Hi all,
I have a ChIPseq of a TF (narrow peaks), without replicates, which peaks were found with a good quality using an INPUT dna as control. QUESTION: Is there any statistical way to validate the final list of peaks in the downstream analysis, in order to filter those peaks which are called as statistically significant, but when looked by eye in a browser the enrichment they present seems to be like background?

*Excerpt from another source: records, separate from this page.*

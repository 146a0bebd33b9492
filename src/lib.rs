//! Checkout Lane Simulation Library
//!
//! A Monte Carlo simulation of supermarket checkout lanes, used to estimate
//! how the number of express lanes and their item limit affect average
//! customer wait time.

pub mod simulation;
pub mod stats;
pub mod sweep;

Below I put an example of what I'm describing in a region of 76 Kb region:
In the first pair of tracks, one could appreciate the enrichment of the TF (red) versus the input (black) highlighted as blue boxes. But in the second pair of tracks, the peak caller mark just the small peak in the center of the blue box (marked also with another track in black as a little profile, just above the peak). The statistical parameters used to get the peaks are pvalue < 10e-5 and FDR < 1%.

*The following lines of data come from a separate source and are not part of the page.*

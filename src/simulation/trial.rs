//! Simulation driver
//!
//! Runs one trial: customers arrive as a Poisson stream until the simulated
//! clock passes the horizon, and each arrival joins the least-loaded lane it
//! is allowed into.

use log::{debug, trace};
use rand::Rng;

use super::customer::{Customer, CustomerProfile};
use super::error::SimError;
use super::lane::{Lane, WaitStats};
use super::random::exponential;
use super::selection::select_lane;
use super::types::TrialParams;

/// Where a trial is in its lifetime
#[derive(Debug, Clone, Copy, PartialEq, Eq)]
pub enum TrialState {
    /// The clock is still below the horizon
    Running,
    /// The horizon has been reached; no more arrivals
    Done,
}

/// What a finished trial produced
#[derive(Debug, Clone, PartialEq)]
pub struct TrialOutcome {
    pub average_wait_time: f64,
    pub total_wait_time: f64,
    pub customers_processed: u64,
    pub customers_arrived: u64,
    /// Customers still queued when the trial stopped. Their waits are not counted.
    pub customers_unfinished: usize,
    /// Simulated time at the last arrival (may exceed the horizon)
    pub elapsed: f64,
}

/// One trial of the checkout simulation
#[derive(Debug, Clone)]
pub struct Trial {
    params: TrialParams,
    profile: CustomerProfile,
    lanes: Vec<Lane>,
    stats: WaitStats,
    time: f64,
    state: TrialState,
    customers_arrived: u64,
}

impl Trial {
    /// Validate the configuration and set up empty lanes
    pub fn new(params: TrialParams, profile: CustomerProfile) -> Result<Self, SimError> {
        params.validate()?;
        profile.validate()?;

        let lanes = (0..params.lane_count)
            .map(|index| Lane::new(params.lane_kind(index)))
            .collect();

        Ok(Self {
            params,
            profile,
            lanes,
            stats: WaitStats::new(),
            time: 0.0,
            state: TrialState::Running,
            customers_arrived: 0,
        })
    }

    pub fn params(&self) -> &TrialParams {
        &self.params
    }

    pub fn lanes(&self) -> &[Lane] {
        &self.lanes
    }

    pub fn stats(&self) -> &WaitStats {
        &self.stats
    }

    pub fn time(&self) -> f64 {
        self.time
    }

    pub fn state(&self) -> TrialState {
        self.state
    }

    pub fn customers_arrived(&self) -> u64 {
        self.customers_arrived
    }

    /// Process the next arrival.
    ///
    /// Returns `Ok(false)` without drawing anything once the trial is done.
    /// If the arrival can't be placed in any lane the error is returned and
    /// the trial is done, with the clock covering the time the lanes consumed.
    pub fn step<R: Rng + ?Sized>(&mut self, rng: &mut R) -> Result<bool, SimError> {
        if self.state == TrialState::Done {
            return Ok(false);
        }

        let gap = exponential(rng, self.params.arrival_rate);
        let customer = Customer::random(rng, &self.profile);

        // Lanes are independent, so the order they are advanced in doesn't matter
        for lane in &mut self.lanes {
            lane.advance(gap, &mut self.stats);
        }

        self.time += gap;

        let index = match select_lane(&self.lanes, &customer) {
            Ok(index) => index,
            Err(err) => {
                // A failed arrival ends the trial
                self.state = TrialState::Done;
                return Err(err);
            }
        };
        trace!(
            "t={:.3}: customer with {} items ({:.3} min) joins lane {}",
            self.time,
            customer.item_count(),
            customer.total_service_time(),
            index
        );
        self.lanes[index].enqueue(customer);
        self.customers_arrived += 1;

        if self.time >= self.params.time_horizon {
            self.state = TrialState::Done;
        }
        Ok(true)
    }

    /// Step until the horizon is reached, then summarize
    pub fn run<R: Rng + ?Sized>(mut self, rng: &mut R) -> Result<TrialOutcome, SimError> {
        while self.step(rng)? {}
        self.finish()
    }

    /// Summarize the trial as it stands.
    ///
    /// Customers still in a queue are dropped without finishing service.
    pub fn finish(self) -> Result<TrialOutcome, SimError> {
        let customers_unfinished = self.lanes.iter().map(Lane::len).sum();
        let average_wait_time = self
            .stats
            .average_wait_time()
            .ok_or(SimError::NoCustomersProcessed)?;

        debug!(
            "Trial done at t={:.2}: {} arrived, {} processed, {} unfinished, avg wait {:.4}",
            self.time,
            self.customers_arrived,
            self.stats.customers_processed,
            customers_unfinished,
            average_wait_time
        );

        Ok(TrialOutcome {
            average_wait_time,
            total_wait_time: self.stats.total_wait_time,
            customers_processed: self.stats.customers_processed,
            customers_arrived: self.customers_arrived,
            customers_unfinished,
            elapsed: self.time,
        })
    }
}

/// Run one trial and return its average wait time
pub fn run_trial<R: Rng + ?Sized>(
    params: &TrialParams,
    profile: &CustomerProfile,
    rng: &mut R,
) -> Result<f64, SimError> {
    Trial::new(params.clone(), *profile)?
        .run(rng)
        .map(|outcome| outcome.average_wait_time)
}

I read in papers about validating peaks by PCR, or finding motifs in overall list of peaks but my concern is to find a method which would maybe re-filter the peaks so close to background and keep only visible and statistical significant peaks
I don't think computational validation can be done, ChIP-seq is a technique to assay genome wide protein occupancy and the only way to validate it is to use another tool to generate a dataset that also gives information on protein occupancy (such as ChIP-qPCR). IMO the question you are asking boils down to 'I ran several peak callers but some regions that it found are not believable by eye, is there any way to avoid them?' The typical answers would be to a) try another peak caller (if you want a very conservative one, you could try sole search) b) use different cutoffs and from your response you did something similar to b) where you made a special filter rule but the disadvantage of doing something like this is it might seem arbitrary and hard to justify. One thing you could try is overlap the regions found by the different peak callers and call that the 'concordant set' or something
Daniel, just a question - unfortunately not concerning the original question. How did you draw these kind of signal profiles? I think these are wig signal profiles but i dont know how to construct such figures without using e.g. UCSC browser export function. Best regards!